NEW YORK Freeport-McMoRan Copper & Gold Inc.s share price logged a double-digit decline Wednesday after the company announced its $9-billion push into the energy business, with analysts criticizing the move as an unhappy marriage between two incompatible industries.
"I dont see any reason why these two disparate sets of assets need to be together," Daniel Rohr, an analyst at Chicago-based Morningstar Inc., told AMM. "Theres nothing complementary here."
Freeport on Wednesday announced definitive plans to acquire oil and gas producer Plains Exploration & Production Co. for $6.9 billion in cash and stock, as well as oil and gas producer McMoRan Exploration for $3.4 billion in cash, or $2.1 billion net after taking into account the copper and gold miners and Plains Explorations existing stakes in the business.

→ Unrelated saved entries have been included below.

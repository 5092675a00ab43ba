use serde::Serialize;

use scl90_core::models::evaluation::{format_date, Evaluation};
use scl90_core::models::respondent::Sex;
use scl90_instruments::profile::{ClinicalStatus, ScoreProfile, SeverityBand};

/// Visual weight of a response value in the response grid.
#[derive(Debug, Clone, Copy, PartialEq, Eq, Serialize)]
#[serde(rename_all = "snake_case")]
pub enum Tone {
    /// Rated 0.
    Muted,
    /// Rated 1 or 2.
    Normal,
    /// Rated 3 or 4.
    Alert,
}

#[derive(Debug, Clone, Copy, PartialEq, Eq, Serialize)]
#[serde(rename_all = "snake_case")]
pub enum Emphasis {
    Plain,
    Bold,
    Alert,
}

#[derive(Debug, Clone, Serialize)]
pub struct ResponseCell {
    pub item: usize,
    pub value: u8,
    pub tone: Tone,
}

impl ResponseCell {
    /// Fixed-width label, e.g. `"Item  7: "`.
    pub fn label(&self) -> String {
        format!("Item {:2}: ", self.item)
    }
}

#[derive(Debug, Clone, Serialize)]
pub struct IndexLine {
    pub label: String,
    pub value: String,
    pub emphasis: Emphasis,
    pub note: String,
}

#[derive(Debug, Clone, Serialize)]
pub struct DimensionRow {
    pub name: String,
    pub mean: String,
    pub cutoff: String,
    pub status: String,
    pub clinical: bool,
}

/// Everything a report shows, already formatted. Shared by the PDF
/// renderer and the text summary template.
#[derive(Debug, Clone, Serialize)]
pub struct ReportContent {
    pub title: String,
    pub name: String,
    pub sex: String,
    pub date: String,
    pub evaluator: String,
    pub norms_name: String,
    pub responses: Vec<ResponseCell>,
    pub indices: Vec<IndexLine>,
    pub dimensions: Vec<DimensionRow>,
    pub clinical_count: usize,
}

impl ReportContent {
    pub fn build(evaluation: &Evaluation, profile: &ScoreProfile) -> Self {
        let responses = evaluation
            .responses
            .iter()
            .enumerate()
            .map(|(i, v)| ResponseCell {
                item: i + 1,
                value: v.get(),
                tone: match v.get() {
                    0 => Tone::Muted,
                    1 | 2 => Tone::Normal,
                    _ => Tone::Alert,
                },
            })
            .collect();

        let dimensions = profile
            .dimensions
            .iter()
            .map(|d| DimensionRow {
                name: d.name.clone(),
                mean: format!("{:.2}", d.mean),
                cutoff: format!("{:.2}", d.cutoff),
                status: d.status.label().to_string(),
                clinical: d.status == ClinicalStatus::Clinical,
            })
            .collect();

        Self {
            title: "SCL-90-R Results Report".to_string(),
            name: evaluation.respondent.name.clone(),
            sex: evaluation.respondent.sex.label().to_string(),
            date: format_date(evaluation.date),
            evaluator: evaluation.evaluator.clone(),
            norms_name: profile.norms_name.clone(),
            responses,
            indices: index_lines(profile),
            dimensions,
            clinical_count: profile.clinical_dimensions().count(),
        }
    }
}

fn index_lines(profile: &ScoreProfile) -> Vec<IndexLine> {
    let global = profile.global;
    let interp = profile.interpretation;
    let thresholds = profile.thresholds;
    let mut lines = Vec::with_capacity(4);

    let gsi_label = "Global Severity Index (GSI)";
    let gsi = format!("{:.2}", global.gsi);
    match interp.severity {
        SeverityBand::None => lines.push(IndexLine {
            label: gsi_label.to_string(),
            value: gsi,
            emphasis: Emphasis::Plain,
            note: format!(
                "(>={:.2} = distress | >={:.2} = clinical case)",
                thresholds.gsi_distress, thresholds.gsi_clinical
            ),
        }),
        SeverityBand::Distress | SeverityBand::ClinicalCase => {
            lines.push(IndexLine {
                label: gsi_label.to_string(),
                value: gsi.clone(),
                emphasis: Emphasis::Bold,
                note: format!("(>={:.2} = distress)", thresholds.gsi_distress),
            });
            if interp.severity == SeverityBand::ClinicalCase {
                lines.push(IndexLine {
                    label: gsi_label.to_string(),
                    value: gsi,
                    emphasis: Emphasis::Alert,
                    note: format!("(>={:.2} = clinical case)", thresholds.gsi_clinical),
                });
            }
        }
    }

    let pst_label = "Positive Symptom Total (PST)";
    lines.push(if interp.simulation_risk {
        IndexLine {
            label: pst_label.to_string(),
            value: global.pst.to_string(),
            emphasis: Emphasis::Bold,
            note: "(Simulation risk)".to_string(),
        }
    } else {
        let group = match profile.sex {
            Sex::Male => "males",
            Sex::Female => "females",
        };
        IndexLine {
            label: pst_label.to_string(),
            value: global.pst.to_string(),
            emphasis: Emphasis::Plain,
            note: format!("(Simulation risk in {group} > {})", interp.pst_threshold),
        }
    });

    let psdi_label = "Positive Symptom Distress Index (PSDI)";
    lines.push(if interp.dramatization {
        IndexLine {
            label: psdi_label.to_string(),
            value: format!("{:.2}", global.psdi),
            emphasis: Emphasis::Bold,
            note: "(Possible dramatization)".to_string(),
        }
    } else {
        IndexLine {
            label: psdi_label.to_string(),
            value: format!("{:.2}", global.psdi),
            emphasis: Emphasis::Plain,
            note: format!("(Possible dramatization > {:.2})", thresholds.psdi_dramatization),
        }
    });

    lines
}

Included in the deal are Plain Explorations oil and gas assets in the Gulf of Mexico, onshore production at Eagle Ford in Texas and Haynesville, La.; and oil production facilities in California (amm.com, Dec. 5).
Market analysts and investors hammered the merger on a conference call Wednesday, questioning the wisdom of Phoenix-based Freeports diversification and challenging the company for making the decision without adequate shareholder input.

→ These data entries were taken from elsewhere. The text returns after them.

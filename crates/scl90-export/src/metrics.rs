//! Approximate text widths for the PDF base-14 fonts, which ship without
//! embedded metrics. Good enough for centring and right-aligning labels.

const PT_TO_MM: f32 = 25.4 / 72.0;

// Helvetica advance widths for ASCII 32..=126, in 1/1000 em.
const HELVETICA: [u16; 95] = [
    278, 278, 355, 556, 556, 889, 667, 191, 333, 333, 389, 584, 278, 333, 278, 278, // ' '../
    556, 556, 556, 556, 556, 556, 556, 556, 556, 556, // 0-9
    278, 278, 584, 584, 584, 556, 1015, // :..@
    667, 667, 722, 722, 667, 611, 778, 722, 278, 500, 667, 556, 833, // A-M
    722, 778, 667, 778, 722, 667, 611, 722, 667, 944, 667, 667, 611, // N-Z
    278, 278, 278, 469, 556, 333, // [..`
    556, 556, 500, 556, 556, 278, 556, 556, 222, 222, 500, 222, 833, // a-m
    556, 556, 556, 556, 333, 500, 278, 556, 500, 722, 500, 500, 500, // n-z
    334, 260, 334, 584, // {..~
];

#[derive(Debug, Clone, Copy, PartialEq, Eq)]
pub enum FontFace {
    Regular,
    Bold,
    Mono,
    MonoBold,
}

/// Width of `text` set in `face` at `size_pt`, in millimetres.
pub fn text_width_mm(text: &str, face: FontFace, size_pt: f32) -> f32 {
    let em: u32 = match face {
        FontFace::Mono | FontFace::MonoBold => 600 * text.chars().count() as u32,
        FontFace::Regular | FontFace::Bold => text.chars().map(helvetica_width).map(u32::from).sum(),
    };
    // Helvetica-Bold runs roughly 6% wider than the regular cut.
    let scale = if face == FontFace::Bold { 1.06 } else { 1.0 };
    em as f32 / 1000.0 * size_pt * scale * PT_TO_MM
}

pub fn pt_to_mm(pt: f32) -> f32 {
    pt * PT_TO_MM
}

fn helvetica_width(c: char) -> u16 {
    let code = c as u32;
    if (32..=126).contains(&code) {
        HELVETICA[(code - 32) as usize]
    } else {
        556
    }
}
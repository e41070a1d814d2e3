/*
 * Responsibility
 * - GET / (稼働確認メッセージ)
 * - GET /health (疎通用)
 */
use axum::{Json, http::StatusCode, response::IntoResponse};
use serde_json::json;

pub async fn root() -> &'static str {
    "Warehouse Server is running"
}

pub async fn health() -> impl IntoResponse {
    (StatusCode::OK, Json(json!({"status": "ok"})))
}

"I havent heard anything on this call that justified why these companies should be put together," Evy Hambro, managing director of BlackRock Inc., said during the conference call. "Congratulations on making one of the worst teleconferences Ive ever heard to justify a deal."
Investors and analysts also had sharp words for the companys alleged lack of disclosure to shareholders.

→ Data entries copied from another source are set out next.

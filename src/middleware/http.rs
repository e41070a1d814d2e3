//! Transport-level middleware shared by every route.
//!
//! - `x-request-id`: generated when missing, echoed on the response
//! - access log spans (TraceLayer)
//! - request body limit (`HTTP_BODY_LIMIT_BYTES`, 413 when exceeded)
//! - request timeout (`HTTP_TIMEOUT_SECONDS`, 408 on expiry)

use std::time::Duration;

use axum::Router;
use axum::error_handling::HandleErrorLayer;
use axum::http::{StatusCode, header::HeaderName};
use tower::timeout::TimeoutLayer;
use tower::{BoxError, ServiceBuilder};
use tower_http::limit::RequestBodyLimitLayer;
use tower_http::request_id::{MakeRequestUuid, PropagateRequestIdLayer, SetRequestIdLayer};
use tower_http::trace::TraceLayer;

use crate::config::Config;

pub const REQUEST_ID_HEADER: &str = "x-request-id";

#[derive(Debug, Clone, Copy)]
pub struct HttpLimits {
    pub body_limit_bytes: usize,
    pub timeout: Duration,
}

impl Default for HttpLimits {
    fn default() -> Self {
        Self {
            body_limit_bytes: 1024 * 1024,
            timeout: Duration::from_secs(30),
        }
    }
}

impl HttpLimits {
    pub fn from_config(config: &Config) -> Self {
        Self {
            body_limit_bytes: config.http_body_limit_bytes,
            timeout: Duration::from_secs(config.http_timeout_seconds),
        }
    }
}

pub fn apply(router: Router, limits: HttpLimits) -> Router {
    let request_id_header = HeaderName::from_static(REQUEST_ID_HEADER);

    let layers = ServiceBuilder::new()
        // TimeoutLayer errors must become responses for axum.
        .layer(HandleErrorLayer::new(|err: BoxError| async move {
            if err.is::<tower::timeout::error::Elapsed>() {
                tracing::warn!("request timed out");
                StatusCode::REQUEST_TIMEOUT
            } else {
                tracing::error!(error = %err, "unhandled middleware error");
                StatusCode::INTERNAL_SERVER_ERROR
            }
        }))
        .layer(SetRequestIdLayer::new(
            request_id_header.clone(),
            MakeRequestUuid,
        ))
        .layer(PropagateRequestIdLayer::new(request_id_header))
        .layer(RequestBodyLimitLayer::new(limits.body_limit_bytes))
        .layer(TimeoutLayer::new(limits.timeout))
        .layer(TraceLayer::new_for_http());

    router.layer(layers)
}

"Investors obviously have the freedom to diversify by commodity or geography, and (they) dont need management teams to do it for them," Hambro said.
Freeports share price reflected the concern, with shares trading at $38.28 apiece the evening before the deal was announced, or 19 percent above Wednesdays $32.16 per share close. Particularly concerning was that the decision was announced without giving shareholders an opportunity to vote, Rohr told AMM.
"(Investors) woke up yesterday morning and they found out that they owned a pretty pricey chunk of two big oil and gas producers," he said.
Analysts and investors said they were skeptical that the two industries were relevant to each other, especially since company executives didnt claim that natural gas and oil production would directly assist in copper output in the way that Nucor Corp. said its recent push into natural gas would directly reduce its costs (amm.com, Nov. 6).
"This deal is not one thats driven (by) or has significant impact from any cost-reduction aspects to it," Freeport president Richard Adkerson conceded during Wednesdays conference call. "Its not one thats driven by cost synergies."
Company executives insisted, however, that the company wouldnt lose focus on continuing investments in global copper projects.
"Its not an A or B situation. If we could find ways to grow in copper, wed be doing it," Adkerson said. "You know me well enough to know theres no bigger positive person about the copper markets in the world. And Im staying with that. ... If there had been copper opportunities available to us, we would have taken advantage of it."
Leon Cooperman, chief executive officer of investment firm Omega Advisors Inc., also defended the deal. "Coupled with the diversification of the companys exposure, ... (it) sounds to me like a good play," he said during the call.
Three-fourths of the combined companys earnings would still come from copper output, Freeport said, with 12 percent of combined earnings of $12 billion before interest, taxes, depreciation and amortization (Ebitda) generated from oil and gas in 2013 and 48 percent from U.S. operations, including metal and energy.
"If its successful, (the deal) could bring tremendous amounts of gas to the market at exactly the right period of time," Adkerson said.